Kniegelenkerkrankungen
(Elterninformation der Abteilung für Kinderorthopädie)
Knieschmerzen treten im Kindes- und Jugendalter nicht selten auf. Zunächst sollte immer daran gedacht werden, dass solche Beschwerden auch durch Hüftgelenkerkrankungen verursacht werden können. So muss man zwischen dem 4-8 Lebensjahr an einen M.Perthes, zwischen dem 10. - 16. Lebensjahr an einen
Hüftkopfabrutsch denken. Die Untersuchung des Hüftgelenkes gehört demnach immer zur Abklärung der Kniegelenkbeschwerden dazu.
Im frühen Kindesalter sind Knieschmerzen selten. In den ersten 5 Lebensjahren muss bei Schmerzen oder Schwellungen in erster Linie an Entzündungen des Gelenkes oder der beteiligten Knochenstrukturen gedacht werden. Dazu gehört zum Beispiel die bakterielle Knocheninfektion (Osteomyelitis) oder auch kindliche rheumatische Erkrankungen.

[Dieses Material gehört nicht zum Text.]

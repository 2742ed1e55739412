//! Altitude profile of gas resistance
//!
//! Feeds the resistance-versus-altitude chart. Either every reading is paired
//! with its altitude, or readings are grouped into altitude bands and
//! averaged. The dataset is only read.

use crate::app::models::Dataset;
use crate::constants::{ALTITUDE_INTERVAL_ALL, columns};
use crate::{Error, Result};
use serde::{Deserialize, Serialize};
use std::cmp::Ordering;
use std::collections::BTreeMap;
use std::str::FromStr;
use tracing::debug;

/// How readings are grouped along the altitude axis
#[derive(Debug, Clone, Copy, PartialEq, Default, Serialize, Deserialize)]
#[serde(try_from = "IntervalRepr", into = "IntervalRepr")]
pub enum IntervalSpec {
    /// No aggregation: one point per row
    #[default]
    All,
    /// Bands of the given width in metres
    Width(f64),
}

/// Config representation: the keyword `"all"` or a number
#[derive(Debug, Clone, Serialize, Deserialize)]
#[serde(untagged)]
enum IntervalRepr {
    Width(f64),
    Text(String),
}

impl TryFrom<IntervalRepr> for IntervalSpec {
    type Error = Error;

    fn try_from(repr: IntervalRepr) -> Result<Self> {
        match repr {
            IntervalRepr::Width(width) => IntervalSpec::width(width),
            IntervalRepr::Text(text) => text.parse(),
        }
    }
}

impl From<IntervalSpec> for IntervalRepr {
    fn from(spec: IntervalSpec) -> Self {
        match spec {
            IntervalSpec::All => IntervalRepr::Text(ALTITUDE_INTERVAL_ALL.to_string()),
            IntervalSpec::Width(width) => IntervalRepr::Width(width),
        }
    }
}

impl IntervalSpec {
    /// A banded interval; the width must be finite and positive
    pub fn width(width: f64) -> Result<Self> {
        if width.is_finite() && width > 0.0 {
            Ok(IntervalSpec::Width(width))
        } else {
            Err(Error::data_validation(format!(
                "Altitude interval must be a positive number of metres, got {}",
                width
            )))
        }
    }
}

impl FromStr for IntervalSpec {
    type Err = Error;

    fn from_str(s: &str) -> Result<Self> {
        let trimmed = s.trim();
        if trimmed.eq_ignore_ascii_case(ALTITUDE_INTERVAL_ALL) {
            return Ok(IntervalSpec::All);
        }

        let width = trimmed.parse::<f64>().map_err(|_| {
            Error::data_validation(format!(
                "Altitude interval must be '{}' or a positive number, got '{}'",
                ALTITUDE_INTERVAL_ALL, s
            ))
        })?;
        IntervalSpec::width(width)
    }
}

impl std::fmt::Display for IntervalSpec {
    fn fmt(&self, f: &mut std::fmt::Formatter<'_>) -> std::fmt::Result {
        match self {
            IntervalSpec::All => f.write_str(ALTITUDE_INTERVAL_ALL),
            IntervalSpec::Width(width) => write!(f, "{} m", width),
        }
    }
}

/// One resistance reading at its altitude (or row index)
#[derive(Debug, Clone, Copy, PartialEq, Serialize, Deserialize)]
pub struct AltitudePoint {
    pub altitude: f64,
    pub resistance: f64,
}

/// Mean resistance over one altitude band
#[derive(Debug, Clone, Copy, PartialEq, Serialize, Deserialize)]
pub struct AltitudeBucket {
    /// Lower edge of the band
    pub band_start: f64,
    /// Mean altitude of the members
    pub altitude: f64,
    /// Mean resistance of the members
    pub resistance: f64,
    pub count: usize,
}

/// Output of [`aggregate_by_altitude`]
#[derive(Debug, Clone, PartialEq, Serialize, Deserialize)]
#[serde(tag = "mode", content = "points", rename_all = "lowercase")]
pub enum AltitudeProfile {
    Raw(Vec<AltitudePoint>),
    Bucketed(Vec<AltitudeBucket>),
}

impl AltitudeProfile {
    pub fn len(&self) -> usize {
        match self {
            AltitudeProfile::Raw(points) => points.len(),
            AltitudeProfile::Bucketed(buckets) => buckets.len(),
        }
    }

    pub fn is_empty(&self) -> bool {
        self.len() == 0
    }
}

/// Pair resistance readings with altitude, optionally grouped into bands
///
/// When the dataset has no altitude column, each row's ordinal index stands
/// in for its altitude. Rows whose resistance is not numeric are skipped, as
/// are rows whose altitude cell is not numeric.
///
/// Bands are keyed by `floor(altitude / width) * width` and returned in
/// ascending altitude order.
pub fn aggregate_by_altitude(dataset: &Dataset, interval: IntervalSpec) -> Result<AltitudeProfile> {
    if !dataset.has_column(columns::RESISTANCE) {
        return Err(Error::no_air_quality_signal(columns::RESISTANCE));
    }

    let has_altitude = dataset.has_column(columns::ALTITUDE);
    if !has_altitude {
        debug!(
            "Column '{}' not found; using row index as altitude coordinate",
            columns::ALTITUDE
        );
    }

    let points: Vec<AltitudePoint> = dataset
        .rows()
        .iter()
        .enumerate()
        .filter_map(|(index, row)| {
            let resistance = row.numeric(columns::RESISTANCE)?;
            let altitude = if has_altitude {
                row.numeric(columns::ALTITUDE)?
            } else {
                index as f64
            };
            Some(AltitudePoint {
                altitude,
                resistance,
            })
        })
        .collect();

    match interval {
        IntervalSpec::All => Ok(AltitudeProfile::Raw(points)),
        IntervalSpec::Width(width) => Ok(AltitudeProfile::Bucketed(bucket_points(
            &points, width,
        ))),
    }
}

/// Floored band index, kept as `f64` so very small widths cannot saturate it
#[derive(Debug, Clone, Copy)]
struct BandKey(f64);

impl BandKey {
    fn of(altitude: f64, width: f64) -> Self {
        // `+ 0.0` folds -0.0 into the 0.0 band
        BandKey((altitude / width).floor() + 0.0)
    }
}

impl PartialEq for BandKey {
    fn eq(&self, other: &Self) -> bool {
        self.cmp(other) == Ordering::Equal
    }
}

impl Eq for BandKey {}

impl PartialOrd for BandKey {
    fn partial_cmp(&self, other: &Self) -> Option<Ordering> {
        Some(self.cmp(other))
    }
}

impl Ord for BandKey {
    fn cmp(&self, other: &Self) -> Ordering {
        self.0.total_cmp(&other.0)
    }
}

/// Group points into bands of the given width
fn bucket_points(points: &[AltitudePoint], width: f64) -> Vec<AltitudeBucket> {
    // band index -> (altitude sum, resistance sum, count)
    let mut bands: BTreeMap<BandKey, (f64, f64, usize)> = BTreeMap::new();

    for point in points {
        let band = BandKey::of(point.altitude, width);
        let entry = bands.entry(band).or_insert((0.0, 0.0, 0));
        entry.0 += point.altitude;
        entry.1 += point.resistance;
        entry.2 += 1;
    }

    debug!(
        "Grouped {} readings into {} bands of {} m",
        points.len(),
        bands.len(),
        width
    );

    bands
        .into_iter()
        .map(|(band, (altitude_sum, resistance_sum, count))| AltitudeBucket {
            band_start: band.0 * width,
            altitude: altitude_sum / count as f64,
            resistance: resistance_sum / count as f64,
            count,
        })
        .collect()
}
use clap::Parser;
use std::process;
use telemetry_processor::cli::{args::Args, commands};

fn main() {
    // Parse command line arguments
    let args = Args::parse();

    // If no subcommand was provided, show help and available commands
    if args.command.is_none() {
        show_help_and_commands();
        process::exit(0);
    }

    // Create async runtime; file ingestion is the only async stage
    let runtime = tokio::runtime::Runtime::new().unwrap_or_else(|e| {
        eprintln!("Failed to create async runtime: {}", e);
        process::exit(1);
    });

    match runtime.block_on(commands::run(args)) {
        Ok(()) => process::exit(0),
        Err(error) => {
            // Error occurred - print to stderr and exit with error code
            eprintln!("Error: {:#}", error);
            process::exit(1);
        }
    }
}

/// Show help information and available commands when no subcommand is provided
fn show_help_and_commands() {
    println!("Telemetry Processor - CSV flight telemetry cleaning and analysis");
    println!("=================================================================");
    println!();
    println!("Clean probe telemetry CSV files, compute per-column statistics and");
    println!("classify air quality from gas-sensor resistance.");
    println!();
    println!("USAGE:");
    println!("    telemetry-processor [OPTIONS] <COMMAND> <FILE>");
    println!();
    println!("COMMANDS:");
    println!("    clean        Remove duplicates and outliers, correct altitude");
    println!("    stats        Descriptive statistics per numeric column");
    println!("    air-quality  Air-quality tiers and altitude profile");
    println!("    report       Cleaning, statistics and air quality together");
    println!("    series       Numeric (x, y) pairs for a chart");
    println!("    help         Show this help message or help for specific commands");
    println!();
    println!("OPTIONS:");
    println!("    -c, --config <FILE>             Configuration file (TOML)");
    println!("    -v, --verbose                   Increase logging verbosity");
    println!("    -q, --quiet                     Only log errors");
    println!("        --output-format <FORMAT>    human, json or csv");
    println!("    -h, --help                      Show help information");
    println!("    -V, --version                   Show version information");
    println!();
    println!("EXAMPLES:");
    println!("    # Clean a flight log and save the result:");
    println!("    telemetry-processor clean flight.csv --export flight_clean.csv");
    println!();
    println!("    # Air quality in 50 m altitude bands, as JSON:");
    println!("    telemetry-processor --output-format json air-quality flight.csv --interval 50");
    println!();
    println!("    # Temperature against altitude for a scatter chart:");
    println!("    telemetry-processor series flight.csv --x Altitud_m --y Temperatura_C --chart scatter");
    println!();
    println!("For detailed help on any command, use:");
    println!("    telemetry-processor <COMMAND> --help");
}
//! Telemetry Processor Library
//!
//! A Rust library for cleaning and analysing CSV flight telemetry recorded by
//! small atmospheric probes (temperature, pressure, humidity, gas resistance,
//! inertial axes, attitude and altitude).
//!
//! This library provides tools for:
//! - Parsing telemetry CSV files into ordered, column-keyed rows
//! - Removing duplicate timestamps and physically impossible readings
//! - Correcting altitude against a ground-level baseline
//! - Computing per-column descriptive statistics
//! - Classifying gas-sensor resistance into air-quality tiers, optionally
//!   aggregated by altitude band

pub mod config;
pub mod constants;

// Core application modules
pub mod app {
    pub mod models;
    pub mod services {
        pub mod air_quality;
        pub mod record_cleaner;
        pub mod session;
        pub mod statistics;
        pub mod telemetry_csv_parser;
    }
}

// CLI modules
pub mod cli {
    pub mod args;
    pub mod commands;
    pub mod report;
}

// Re-export commonly used types
pub use app::models::{Dataset, Row};
pub use app::services::session::{ActiveDataset, TelemetrySession};
pub use config::Config;

/// Result type alias for the telemetry processor
pub type Result<T> = std::result::Result<T, Error>;

/// Error types for telemetry processing operations
#[derive(thiserror::Error, Debug)]
pub enum Error {
    /// Malformed CSV input; ingestion is aborted
    #[error("CSV parse failure in '{source_name}': {message}")]
    ParseFailure {
        source_name: String,
        message: String,
        #[source]
        source: Option<csv::Error>,
    },

    /// An operation was invoked before the stage it depends on
    #[error("Cannot run '{operation}': {requirement}")]
    InputMissing {
        operation: String,
        requirement: String,
    },

    /// The resistance column needed for air-quality classification is absent
    #[error("No air quality signal: column '{column}' not present in dataset")]
    NoAirQualitySignal { column: String },

    /// I/O operation failed
    #[error("I/O error: {message}")]
    Io {
        message: String,
        #[source]
        source: std::io::Error,
    },

    /// Configuration error
    #[error("Configuration error: {message}")]
    Configuration { message: String },

    /// Data validation error
    #[error("Data validation error: {message}")]
    DataValidation { message: String },

    /// Report serialization error
    #[error("Serialization error: {message}")]
    Serialization {
        message: String,
        #[source]
        source: serde_json::Error,
    },
}

impl Error {
    /// Create a CSV parse failure with context
    pub fn parse_failure(
        source_name: impl Into<String>,
        message: impl Into<String>,
        source: Option<csv::Error>,
    ) -> Self {
        Self::ParseFailure {
            source_name: source_name.into(),
            message: message.into(),
            source,
        }
    }

    /// Create an out-of-order invocation error
    pub fn input_missing(operation: impl Into<String>, requirement: impl Into<String>) -> Self {
        Self::InputMissing {
            operation: operation.into(),
            requirement: requirement.into(),
        }
    }

    /// Create a missing resistance column error
    pub fn no_air_quality_signal(column: impl Into<String>) -> Self {
        Self::NoAirQualitySignal {
            column: column.into(),
        }
    }

    /// Create an I/O error with context
    pub fn io(message: impl Into<String>, source: std::io::Error) -> Self {
        Self::Io {
            message: message.into(),
            source,
        }
    }

    /// Create a configuration error
    pub fn configuration(message: impl Into<String>) -> Self {
        Self::Configuration {
            message: message.into(),
        }
    }

    /// Create a data validation error
    pub fn data_validation(message: impl Into<String>) -> Self {
        Self::DataValidation {
            message: message.into(),
        }
    }

    /// Create a serialization error with context
    pub fn serialization(message: impl Into<String>, source: serde_json::Error) -> Self {
        Self::Serialization {
            message: message.into(),
            source,
        }
    }

    /// Whether the error aborts the run rather than skipping one operation
    pub fn is_fatal(&self) -> bool {
        !matches!(
            self,
            Error::InputMissing { .. } | Error::NoAirQualitySignal { .. }
        )
    }
}

// Automatic conversions from common error types
impl From<std::io::Error> for Error {
    fn from(error: std::io::Error) -> Self {
        Self::Io {
            message: "I/O operation failed".to_string(),
            source: error,
        }
    }
}

impl From<csv::Error> for Error {
    fn from(error: csv::Error) -> Self {
        Self::ParseFailure {
            source_name: "unknown".to_string(),
            message: error.to_string(),
            source: Some(error),
        }
    }
}

impl From<serde_json::Error> for Error {
    fn from(error: serde_json::Error) -> Self {
        Self::Serialization {
            message: "JSON serialization failed".to_string(),
            source: error,
        }
    }
}

impl From<toml::de::Error> for Error {
    fn from(error: toml::de::Error) -> Self {
        Self::Configuration {
            message: format!("Invalid configuration file: {}", error),
        }
    }
}

#[cfg(test)]
mod tests {
    use super::*;

    #[test]
    fn test_non_fatal_errors() {
        assert!(!Error::input_missing("clean", "no dataset loaded").is_fatal());
        assert!(!Error::no_air_quality_signal("Resistencia_Gas_KOhm").is_fatal());

        assert!(Error::parse_failure("flight.csv", "bad utf-8", None).is_fatal());
        assert!(Error::configuration("bad interval").is_fatal());
    }

    #[test]
    fn test_error_messages() {
        let err = Error::input_missing("clean", "no original dataset has been loaded");
        assert_eq!(
            err.to_string(),
            "Cannot run 'clean': no original dataset has been loaded"
        );

        let err = Error::no_air_quality_signal("Resistencia_Gas_KOhm");
        assert!(err.to_string().contains("Resistencia_Gas_KOhm"));
    }
}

Gelegentlich hört man ein Gelenkknacken oder ein "Klick" im Gelenk, der in der Regel harmloser Natur ist. Insbesondere sollte jedoch eine Blockierung ausgeschlossen werden. Dabei kommt es zu einem plötzlichen Bewegungsstop, der auch mit Schmerzen einhergehen kann. Für eine solche Störung kann z. B. ein sogenannter Scheibenmeniskus verantwortlich sein. Dabei handelt es sich um eine angeborene Anomalie meist des Außenmeniskus, die, wenn sie Symptome verursacht, einer operativen Behandlung bedarf. Bei den kleinen kindlichen Gelenken eignet sich nach unserer Erfahrung ganz besonders die Laser unterstützte Operation. Dabei wird mit einer dünnen Laserfaser der scheibenförmige Anteil des Meniskus entfernt, bis nur noch ein sichelförmiger Anteil übrig bleibt. Eine komplette Entfernung des Meniskus - wie vielfach noch üblich - unterbleibt bei dieser Operationsmethode.
Ab dem 10. Lebensjahr sind Kniegelenkbeschwerden keine Seltenheit mehr. Häufig ist um die Pubertät herum besonders bei Mädchen ein vorderer Kniegelenkschmerz in Umgebung der Kniescheibe anzutreffen. Die Beschwerden werden dabei nur sehr diffus angegeben. Die Ursache bleibt häufig unklar. In vielen Fällen findet man jedoch ausgeprägte Muskelverkürzungen der Oberschenkel-Streckmuskulatur, nicht selten auch von weiteren Muskelverkürzungen der Kniegelenkbeuger und der Becken-Hüft-Muskulatur begleitet.
Die besten Erfolge sehen wir nach einem konsequenten krankengymnastischen Dehnungsprogramm. Abzuklären gilt es jedoch, ob nicht ursächlich andere Faktoren für diese Beschwerden verantwortlich sein können. Das Vorliegen eines X-Beines begünstigt z. B. eine vermehrte Druckbelastung der äußeren Lauffläche der Kniescheibe, was zu chronischen Beschwerden führen kann. Nicht selten, gerade bei Sportlern, sind Wachstumsstörungen im Bereich der Kniescheibenspitze, die in der Regel konservativ sehr gut zu behandeln sind.
Gelegentlich sind Schmerzen um die Kniescheibe herum auch Folge von Rotationsfehlern im Ober- oder Unterschenkel (z.B. Retrotorsion des Oberschenkels oder Außentorsion des Unterschenkels). In solchen Fällen müssen korrigierende Operationen durchgeführt werden.
Eine weitere typische Erkrankung des Jugendlichen oder jungen Erwachsenen ist die Osteochondrosis dissecans. Dabei handelt es sich um eine Knochenerkrankung direkt unter der Knorpeloberfläche des Oberschenkelknochens auf der Innenseite des Kniegelenkes. Hier kommt es zu einer Durchblutungsstörung in einem umschriebenen Bezirk mit Absterben von Knochenzellen und dem Risiko einer daraus resultierenden Knorpelschädigung. Unterhalb des 12. Lebensjahres hat die Erkrankung eine relativ gute Prognose und Spontanheilungen sind häufig. Später beobachtet man in der Regel ungünstige Verläufe.
Die Kernspintomographie ist zur Verlaufsbeobachtung und Therapieplanung unerlässlich geworden. Bei ungünstigem Verlauf können in einem frühen Stadium noch minimal invasive operative Verfahren mit Anbohrung zu einer Ausheilung führen. Ist die Knorpeloberfläche nicht mehr intakt, müssen z.T. aufwendige Therapieverfahren bis zur Knorpeltransplantation durchgeführt werden.